Travelling to the Spanish sunshine tour that spring with Paul Darragh, his mentor, Lennon took Liscalgot out for her first international experience. And it was while competing in Vejer de la Frontera, only down the road from Jerez, that Lennon saw baseball caps advertising the 2002 World Games.

Barbara Allen, daughter of Woods Rosbotham - one of the three Northern Ireland businessmen who bought the mare from the Harveys earlier this year - offered to buy one of the caps for Lennon. But he turned down the offer, prophesising that he would be in Jerez 2002 and he would win gold there.

The road to Jerez has not been an easy one, but Lennon's first cap, in the Greek Nations Cup in Athens at the end of 1999, was a winning debut. And the victories continued to pour in during the millennium season when Lennon and Liscalgot played a major role in the record 10 Nations Cup triumphs for the Irish team.

Foot-and-mouth threatened to close down all international travel at the beginning of last year, so Lennon upped sticks and moved his string of horses to Bemmel in Holland, coincidentally only 20 minutes away from Arnhem where he was to lead the Irish to team gold at the European championships four months later.

Teamed with Peter Charles, Kevin Babington and Jessica Kurten, Lennon obliterated the European challenge, but an individual medal eluded him and his sixth place in the individual line-up wrankled.

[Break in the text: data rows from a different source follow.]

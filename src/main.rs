use anyhow::{Context, Result};
use clap::Parser;
use colored::*;
use std::fs;
use std::sync::Arc;

use seoscan_analysis::{
    ParallelSeoAnalyzer, ProductTransformer, RawProduct, SimplifiedAnalyzer, StructuredModel,
};
use seoscan_core::BrandContext;
use seoscan_watsonx::WatsonxClient;

#[derive(Parser)]
#[command(name = "seoscan")]
#[command(about = "AI-powered SEO analysis for Shopify product catalogs", long_about = None)]
struct Cli {
    /// Path to a JSON file containing an array of raw product records
    #[arg(short, long)]
    products: String,

    /// Skip the model backend and score with heuristics only
    #[arg(long)]
    offline: bool,

    /// Print aggregate numbers instead of per-product suggestions
    #[arg(long)]
    summary: bool,

    /// Brand name injected into analysis prompts
    #[arg(long)]
    brand_name: Option<String>,

    /// Brand tone injected into analysis prompts
    #[arg(long)]
    tone: Option<String>,
}

#[tokio::main]
async fn main() -> Result<()> {
    dotenvy::dotenv().ok();
    env_logger::init();
    let cli = Cli::parse();

    let raw = fs::read_to_string(&cli.products)
        .with_context(|| format!("failed to read {}", cli.products))?;
    let products: Vec<RawProduct> =
        serde_json::from_str(&raw).context("failed to parse product JSON")?;

    let brand = match (cli.brand_name, cli.tone) {
        (Some(brand_name), tone) => Some(BrandContext {
            brand_name,
            tone: tone.unwrap_or_else(|| "professional".to_string()),
            ..Default::default()
        }),
        _ => None,
    };

    let model = if cli.offline {
        None
    } else {
        match connect_model().await {
            Ok(model) => Some(model),
            Err(e) => {
                println!(
                    "{} Model backend unavailable: {}. Continuing with heuristic scoring.",
                    "⚠️".yellow(),
                    e
                );
                None
            }
        }
    };

    if cli.summary {
        print_summary(&products, model, brand).await;
    } else {
        print_analyses(&products, model, brand).await;
    }

    Ok(())
}

async fn connect_model() -> Result<Arc<dyn StructuredModel>> {
    let mut client = WatsonxClient::from_env()?;
    client.connect().await?;
    Ok(Arc::new(client))
}

async fn print_summary(
    products: &[RawProduct],
    model: Option<Arc<dyn StructuredModel>>,
    brand: Option<BrandContext>,
) {
    let mut analyzer = match model {
        Some(model) => ParallelSeoAnalyzer::with_model(model),
        None => ParallelSeoAnalyzer::new(),
    };
    if let Some(brand) = brand {
        analyzer = analyzer.with_brand_context(brand);
    }

    let transformer = ProductTransformer::new();
    let inputs: Vec<_> = products.iter().map(|p| transformer.transform(p)).collect();
    let results = analyzer.analyze_multiple_products(&inputs).await;
    let summary = ParallelSeoAnalyzer::analysis_summary(&results);

    println!("{}", "📊 Scan summary".bold());
    println!("  Products analyzed:       {}", results.len());
    println!("  Average score:           {}", score_colored(summary.average_score));
    println!("  Total suggestions:       {}", summary.total_suggestions);
    println!("  High priority:           {}", summary.high_priority_suggestions);
    println!("  Analysis time:           {}ms", summary.analysis_time_ms);
}

async fn print_analyses(
    products: &[RawProduct],
    model: Option<Arc<dyn StructuredModel>>,
    brand: Option<BrandContext>,
) {
    let mut facade = match model {
        Some(model) => SimplifiedAnalyzer::with_model(model),
        None => SimplifiedAnalyzer::new(),
    };
    if let Some(brand) = brand {
        facade = facade.with_brand_context(brand);
    }

    let analyses = facade.analyze_products_simplified(products).await;

    for analysis in &analyses {
        println!(
            "\n{} {} ({})",
            score_colored(analysis.overall_score),
            analysis.title.bold(),
            analysis.handle.dimmed()
        );
        for suggestion in &analysis.suggestions {
            let priority = match suggestion.suggestion.priority {
                seoscan_analysis::Priority::High => "high".red(),
                seoscan_analysis::Priority::Medium => "medium".yellow(),
                seoscan_analysis::Priority::Low => "low".green(),
            };
            println!(
                "  [{}] {} {} - {}",
                suggestion.score,
                priority,
                suggestion.suggestion.field.bold(),
                suggestion.suggestion.reason
            );
            println!("      {} {}", "→".green(), suggestion.suggestion.suggested);
        }
        if analysis.suggestions.is_empty() {
            println!("  {}", "No suggestions - looking good.".green());
        }
    }
}

fn score_colored(score: i32) -> ColoredString {
    let text = format!("{:>3}", score);
    if score >= 80 {
        text.green()
    } else if score >= 60 {
        text.yellow()
    } else {
        text.red()
    }
}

But the success of Arnhem, plus victory in the Modena Grand Prix at the Pavarotti International, the Stockholm Grand Prix and team wins in the Hickstead and Calgary Nations Cups had made Liscalgot a very valuable piece of property. Terence and Mary Harvey were being bombarded with offers for the mare and there was talk of open chequebooks.

But Lennon was determined that he wouldn't lose the ride and, after months of protracted negotiations, a deal was finally brokered in March of this year when a three-man syndicate of northern businessmen Woods Rosbotham, James Acheson and Sam Thompson stumped up a huge amount of cash to secure the mare's future with Lennon.

The syndicate's confidence in the duo was justified when Liscalgot won both the World Cup eliminator and the World Cup qualifier itself at Dortmund, but the mare was then hit with a low grade virus and was never really firing on all cylinders during the summer.

That was all wiped out in Jerez this weekend though, with Liscalgot - back to her brilliant best - jumping two superb clears in the team decider to boost Lennon to sixth in the individual rankings. With no discard score following Cian O'Connor's crashing first round fall, the team ended a disappointing seventh, but Lennon's gold-fever was about to be cured.

Superb performances from Kevin Babington and Peter Charles in Saturday's last qualifier meant all three Irish posted top 10 places, but Lennon - in fourth place - was through to the final and, with champion written all over him from the outset yesterday, he secured the gold medal that he had set his sights on three years ago on his international debut.